Data items

........

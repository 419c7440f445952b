use crate::storage::Fingerprint;

/// 源对象与目标对象的关系
#[derive(Debug, Clone, Copy, PartialEq, Eq)]
pub enum ObjectRelation {
    /// 目标不存在
    Missing,
    /// 指纹不同
    Changed,
    /// 指纹相同
    Unchanged,
}

impl ObjectRelation {
    /// 是否需要复制
    pub fn needs_copy(self) -> bool {
        !matches!(self, ObjectRelation::Unchanged)
    }
}

/// 比较源指纹和目标指纹（目标可能不存在）
///
/// 指纹是不透明的令牌，只做精确相等比较，不做大小写或格式上的规范化。
pub fn compare(source: &Fingerprint, dest: Option<&Fingerprint>) -> ObjectRelation {
    match dest {
        None => ObjectRelation::Missing,
        Some(d) if d == source => ObjectRelation::Unchanged,
        Some(_) => ObjectRelation::Changed,
    }
}

/// 目标对象是否过期
pub fn is_stale(source: &Fingerprint, dest: Option<&Fingerprint>) -> bool {
    compare(source, dest).needs_copy()
}

#[cfg(test)]
mod tests {
    use super::*;

    #[test]
    fn test_absent_is_stale() {
        let src = Fingerprint::new("0x8DB");
        assert_eq!(compare(&src, None), ObjectRelation::Missing);
        assert!(is_stale(&src, None));
    }

    #[test]
    fn test_equal_is_not_stale() {
        let src = Fingerprint::new("0x8DB");
        let dst = Fingerprint::new("0x8DB");
        assert_eq!(compare(&src, Some(&dst)), ObjectRelation::Unchanged);
        assert!(!is_stale(&src, Some(&dst)));
    }

    #[test]
    fn test_comparison_is_exact() {
        let src = Fingerprint::new("0x8DBA");
        // 不做大小写规范化
        assert!(is_stale(&src, Some(&Fingerprint::new("0x8dba"))));
        assert_eq!(
            compare(&src, Some(&Fingerprint::new("0x8DBB"))),
            ObjectRelation::Changed
        );
    }
}
//! 定时触发：解析计划、等待下一次触发、执行同步

use crate::config::AppConfig;
use crate::core::{RunSummary, SyncConfig, SyncEngine};
use crate::error::SyncError;
use crate::storage::create_store;
use anyhow::{anyhow, bail, Context, Result};
use chrono::{DateTime, Duration, NaiveTime, Utc};
use std::future::Future;
use std::str::FromStr;
use std::sync::atomic::{AtomicBool, AtomicUsize, Ordering};
use std::sync::Arc;
use tokio::task::JoinHandle;
use tracing::{error, info, warn};

/// 触发晚于预定时间超过该值时视为过期
const PAST_DUE_SECS: i64 = 60;

/// 同步计划（UTC）
#[derive(Debug, Clone, PartialEq, Eq)]
pub enum Schedule {
    /// 每天的固定时间点，已排序去重
    Daily(Vec<NaiveTime>),
    /// 固定间隔
    Every(Duration),
}

impl FromStr for Schedule {
    type Err = anyhow::Error;

    /// 支持三种写法：
    /// - `"12:00,17:00"` 每天的时间点
    /// - `"every 30m"` 固定间隔（单位 s/m/h/d）
    /// - `"0 0 12,17 * * *"` 六段 cron，日期字段必须为 `*`
    fn from_str(s: &str) -> Result<Self> {
        let s = s.trim();
        if s.is_empty() {
            bail!("同步计划为空");
        }

        if let Some(interval) = s.strip_prefix("every") {
            return parse_interval(interval.trim()).map(Schedule::Every);
        }

        let fields: Vec<&str> = s.split_whitespace().collect();
        let times = if s.contains(':') {
            s.split(',')
                .map(|t| {
                    NaiveTime::parse_from_str(t.trim(), "%H:%M")
                        .with_context(|| format!("无效的时间: {:?}", t))
                })
                .collect::<Result<Vec<_>>>()?
        } else if fields.len() == 6 {
            parse_cron(&fields)?
        } else {
            bail!("无法识别的同步计划: {:?}", s);
        };

        Ok(Schedule::daily(times))
    }
}

impl Schedule {
    fn daily(mut times: Vec<NaiveTime>) -> Self {
        times.sort();
        times.dedup();
        Schedule::Daily(times)
    }

    /// `now` 之后的下一次触发时间
    pub fn next_after(&self, now: DateTime<Utc>) -> DateTime<Utc> {
        match self {
            Schedule::Every(interval) => now + *interval,
            Schedule::Daily(times) => {
                let today = now.date_naive();
                times
                    .iter()
                    .map(|t| today.and_time(*t).and_utc())
                    .find(|at| *at > now)
                    .or_else(|| {
                        let tomorrow = today + Duration::days(1);
                        times.first().map(|t| tomorrow.and_time(*t).and_utc())
                    })
                    // 解析保证 times 非空
                    .unwrap_or(now + Duration::days(1))
            }
        }
    }
}

fn parse_interval(s: &str) -> Result<Duration> {
    let split = s
        .find(|c: char| !c.is_ascii_digit())
        .ok_or_else(|| anyhow!("间隔缺少单位: {:?}", s))?;
    let (value, unit) = s.split_at(split);
    let value: i64 = value
        .parse()
        .with_context(|| format!("无效的间隔: {:?}", s))?;
    if value <= 0 {
        bail!("间隔必须大于 0: {:?}", s);
    }

    let interval = match unit.trim() {
        "s" => Duration::seconds(value),
        "m" => Duration::minutes(value),
        "h" => Duration::hours(value),
        "d" => Duration::days(value),
        other => bail!("未知的间隔单位: {:?}", other),
    };
    Ok(interval)
}

/// 只支持"秒 分 时 * * *"形式，小时可以是逗号分隔的列表
fn parse_cron(fields: &[&str]) -> Result<Vec<NaiveTime>> {
    if fields[3..].iter().any(|f| *f != "*") {
        bail!("cron 计划只支持每天触发: {}", fields.join(" "));
    }
    let second: u32 = fields[0].parse().context("无效的 cron 秒字段")?;
    let minute: u32 = fields[1].parse().context("无效的 cron 分字段")?;

    fields[2]
        .split(',')
        .map(|h| {
            let hour: u32 = h.parse().with_context(|| format!("无效的 cron 小时: {:?}", h))?;
            NaiveTime::from_hms_opt(hour, minute, second)
                .ok_or_else(|| anyhow!("无效的 cron 时间: {}:{}:{}", hour, minute, second))
        })
        .collect()
}

/// 执行一次同步；存储配置错误时返回已终止的汇总
pub async fn run_once(config: &AppConfig, cancel: Arc<AtomicBool>) -> RunSummary {
    let fingerprint = config.sync.fingerprint;

    let stores = async {
        let source = create_store(&config.source, fingerprint).await?;
        let dest = create_store(&config.destination, fingerprint).await?;
        Ok::<_, SyncError>((source, dest))
    };

    let (source, dest) = match stores.await {
        Ok(pair) => pair,
        Err(e) => {
            error!("存储配置错误: {}", e);
            let summary = RunSummary::aborted(e);
            summary.log();
            return summary;
        }
    };

    SyncEngine::with_config(source, dest, SyncConfig::from(&config.sync))
        .with_cancel_flag(cancel)
        .run_sync()
        .await
}

/// 按计划循环执行同步，直到 `shutdown` 完成
///
/// 退出时设置取消标志，并等待正在运行的同步收尾。
pub async fn serve<F>(config: AppConfig, cancel: Arc<AtomicBool>, shutdown: F) -> Result<()>
where
    F: Future<Output = ()>,
{
    let schedule: Schedule = config
        .schedule
        .parse()
        .with_context(|| format!("无效的同步计划: {:?}", config.schedule))?;
    info!("同步计划: {:?}", schedule);

    let config = Arc::new(config);
    let active = Arc::new(AtomicUsize::new(0));
    let mut runs: Vec<JoinHandle<RunSummary>> = Vec::new();
    tokio::pin!(shutdown);

    loop {
        let now = Utc::now();
        let next = schedule.next_after(now);
        info!("下次同步时间: {}", next);

        let wait = (next - now).to_std().unwrap_or_default();
        tokio::select! {
            _ = tokio::time::sleep(wait) => {}
            _ = &mut shutdown => {
                info!("收到退出信号，停止调度");
                break;
            }
        }

        let late = Utc::now() - next;
        if late > Duration::seconds(PAST_DUE_SECS) {
            warn!("定时器已过期 (past due)，延迟 {} 秒", late.num_seconds());
        }

        runs.retain(|h| !h.is_finished());
        let running = active.load(Ordering::SeqCst);
        if running > 0 {
            // 重叠运行按对象名覆盖写入，结果以最后写入为准
            warn!("上一次同步仍在运行 ({} 个)，本次运行将与其重叠", running);
        }

        let config = config.clone();
        let cancel = cancel.clone();
        let active = active.clone();
        active.fetch_add(1, Ordering::SeqCst);
        runs.push(tokio::spawn(async move {
            let _guard = scopeguard::guard(active, |a| {
                a.fetch_sub(1, Ordering::SeqCst);
            });
            run_once(&config, cancel).await
        }));
    }

    cancel.store(true, Ordering::SeqCst);
    for run in runs {
        if let Err(e) = run.await {
            error!("同步任务异常退出: {}", e);
        }
    }
    info!("调度已停止");
    Ok(())
}

#[cfg(test)]
mod tests {
    use super::*;
    use chrono::TimeZone;

    fn at(h: u32, m: u32) -> DateTime<Utc> {
        Utc.with_ymd_and_hms(2024, 3, 1, h, m, 0).unwrap()
    }

    #[test]
    fn test_parse_daily_times() {
        let schedule: Schedule = "17:00, 12:00".parse().unwrap();
        assert_eq!(
            schedule,
            Schedule::Daily(vec![
                NaiveTime::from_hms_opt(12, 0, 0).unwrap(),
                NaiveTime::from_hms_opt(17, 0, 0).unwrap(),
            ])
        );
    }

    #[test]
    fn test_cron_matches_daily_form() {
        let cron: Schedule = "0 0 12,17 * * *".parse().unwrap();
        let daily: Schedule = "12:00,17:00".parse().unwrap();
        assert_eq!(cron, daily);
        assert!("0 0 12 1 * *".parse::<Schedule>().is_err());
    }

    #[test]
    fn test_parse_interval() {
        assert_eq!(
            "every 30m".parse::<Schedule>().unwrap(),
            Schedule::Every(Duration::minutes(30))
        );
        assert!("every 0s".parse::<Schedule>().is_err());
        assert!("every 5w".parse::<Schedule>().is_err());
        assert!("every".parse::<Schedule>().is_err());
        assert!("".parse::<Schedule>().is_err());
    }

    #[test]
    fn test_next_after_daily() {
        let schedule: Schedule = "12:00,17:00".parse().unwrap();
        assert_eq!(schedule.next_after(at(9, 0)), at(12, 0));
        assert_eq!(schedule.next_after(at(12, 0)), at(17, 0));
        assert_eq!(
            schedule.next_after(at(18, 30)),
            Utc.with_ymd_and_hms(2024, 3, 2, 12, 0, 0).unwrap()
        );
    }

    #[test]
    fn test_next_after_interval() {
        let schedule = Schedule::Every(Duration::hours(2));
        assert_eq!(schedule.next_after(at(9, 0)), at(11, 0));
    }

    #[tokio::test]
    async fn test_run_once_with_missing_config_aborts() {
        let summary = run_once(&AppConfig::default(), Arc::new(AtomicBool::new(false))).await;
        assert!(!summary.is_completed());
        assert!(matches!(
            summary.abort_reason,
            Some(SyncError::Configuration(_))
        ));
    }

    #[tokio::test]
    async fn test_serve_stops_on_shutdown() {
        let cancel = Arc::new(AtomicBool::new(false));
        let config = AppConfig {
            schedule: "every 1h".to_string(),
            ..Default::default()
        };
        serve(config, cancel.clone(), async {}).await.unwrap();
        assert!(cancel.load(Ordering::SeqCst));
    }
}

........

[TASK PROMPT]: After locating the line with "assert!(!summary.is_completed());", please repeat it and every line after it exactly, through the end of the data above.

[EXERCISE SOLUTION]:
        assert!(!summary.is_completed());
        assert!(matches!(
            summary.abort_reason,
            Some(SyncError::Configuration(_))
        ));
    }

    #[tokio::test]
    async fn test_serve_stops_on_shutdown() {
        let cancel = Arc::new(AtomicBool::new(false));
        let config = AppConfig {
            schedule: "every 1h".to_string(),
            ..Default::default()
        };
        serve(config, cancel.clone(), async {}).await.unwrap();
        assert!(cancel.load(Ordering::SeqCst));
    }
}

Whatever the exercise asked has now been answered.